When you arrive at the marina for your houseboat orientation, a qualified and experienced Houseboat Instructor will review the water systems with you. Most “Captains” find it helpful to assign one or two “First Mates” to take part in this important orientation to make sure everyone else on board is briefed on water use and conservation.

Callville Bay | Houseboat on the water during sunset


The fresh water tank on your boat provides all of the clean, filtered water for the sinks, showers, dishwasher and ice makers. (The capacity of this tank will vary depending on your houseboat type.) There is a water gauge on the helm to check your supply levels. If you are running low, you will need to head to the marina for a fill up, however, careful water use by your whole crew should help avoid running out before you return.

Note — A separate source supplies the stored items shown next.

//! Token bucket used to throttle repetitive events such as log lines.
//!
//! Tokens accrue at `refill_rate` tokens/second up to `capacity`. Each event
//! consumes one token; when none is available `try_acquire` returns `false`
//! and the event should be suppressed.

use std::sync::{Mutex, PoisonError};
use std::time::{Duration, Instant};

/// Token bucket configuration.
#[derive(Debug, Clone)]
pub struct RateLimiterConfig {
    /// Maximum tokens in the bucket (burst size).
    pub capacity: f64,
    /// Token refill rate (tokens per second).
    pub refill_rate: f64,
}

impl RateLimiterConfig {
    /// `burst` events at once, then one event per `interval`.
    pub fn every(interval: Duration, burst: u32) -> Self {
        let secs = interval.as_secs_f64();
        Self {
            capacity: f64::from(burst.max(1)),
            refill_rate: if secs > 0.0 { 1.0 / secs } else { f64::INFINITY },
        }
    }
}

struct BucketState {
    tokens: f64,
    last_refill: Instant,
}

/// Thread-safe token bucket.
pub struct TokenBucket {
    config: RateLimiterConfig,
    state: Mutex<BucketState>,
}

impl TokenBucket {
    /// Create a full bucket.
    pub fn new(config: RateLimiterConfig) -> Self {
        Self {
            state: Mutex::new(BucketState {
                tokens: config.capacity,
                last_refill: Instant::now(),
            }),
            config,
        }
    }

    /// Take one token if available.
    pub fn try_acquire(&self) -> bool {
        let mut state = self.state.lock().unwrap_or_else(PoisonError::into_inner);
        self.refill(&mut state);
        if state.tokens >= 1.0 {
            state.tokens -= 1.0;
            true
        } else {
            false
        }
    }

    fn refill(&self, state: &mut BucketState) {
        let now = Instant::now();
        let elapsed = now.duration_since(state.last_refill).as_secs_f64();
        let new_tokens = elapsed * self.config.refill_rate;
        if new_tokens.is_finite() {
            state.tokens = (state.tokens + new_tokens).min(self.config.capacity);
        } else {
            state.tokens = self.config.capacity;
        }
        state.last_refill = now;
    }
}

impl std::fmt::Debug for TokenBucket {
    fn fmt(&self, f: &mut std::fmt::Formatter<'_>) -> std::fmt::Result {
        f.debug_struct("TokenBucket")
            .field("capacity", &self.config.capacity)
            .field("refill_rate", &self.config.refill_rate)
            .finish()
    }
}
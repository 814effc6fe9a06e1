//! ethwire-ws: duplex JSON-RPC provider over a WebSocket.
//!
//! # Features
//! - Request multiplexing over a single connection, correlated by id
//! - Subscription management (`eth_subscribe` / `eth_unsubscribe`)
//! - Keepalive pings and write deadlines on a single-writer send pump
//! - Fatal teardown: one closed connection fails every waiting caller
//!
//! A provider never reconnects once its connection has died; build a new one.

pub mod client;
pub mod pending;
pub mod subscriptions;

pub use client::{ConnectionState, WsProvider};
pub use pending::PendingCalls;
pub use subscriptions::{Delivery, SubscriptionManager};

The tank has its own filter and the pressure and flow is controlled by two fresh water pumps. You can control the water pressure with a switch on the 12 volt panel at the helm for the water pumps. The switch has three positions; The center position is “OFF.” Use this position when no water is needed. You can turn the pumps on by switching either direction. If one fails, switch to the other. There is limited water pressure so don’t try to use too many faucets at once.

Houseboat Tip: The hot water heater runs on generator power. It is important to make sure the generator is switched on BEFORE you step into the shower.


All of the sinks, showers and toilets on your boat drain into a common waste holding tank (The capacity of this tank will vary depending on your houseboat type). None of your wastewater goes into the lake. This tank is emptied back at the marina when you return your houseboat. Conservation is very important to avoid filling up your tanks too quickly. A gauge at the helm will show tank capacity and “Tank Full” warning lights will alert you to the need to have your tank pumped out sooner.


It looks similar to a normal toilet, but you will find that there are some big differences in how a marine toilet works compared to the one you use at home. The marine toilet on your houseboat draws water from the lake for flushing and the water is discharged into the same tanks that all of the sinks and showers drain into. This way nothing goes into the lake. The whirring sound you hear when flushing is the in-line macerator grinding up the waste on its way to the holding tank.

Simple steps to help conserve your fresh water supply and make it last for the whole trip:

  • Don’t leave the water running when you are washing, brushing your teeth or shaving
  • When showering, turn the water off while lathering up
  • Use the dishwasher with a full load as opposed to washing dishes in the sink
  • Make sure your whole crew is “on board,” and knows what to do

*Conservation is also very important to avoid filling up your waste holding tank too quickly.


Many houseboat models come equipped with a water slide. When you push the button on the top of the slide a pump draws water from the lake and gets it wet for that perfect slide into the lake! The water will stop flowing when you release the button.


If your houseboat features a hot tub, you will be pleased to learn that it has its own dedicated water system, filling and draining into a separate water tank. It will take at least 4 hours to heat your hot tub so you will need to plan ahead before getting in. The houseboat instructor will review your boat’s specific hot tub system during your orientation.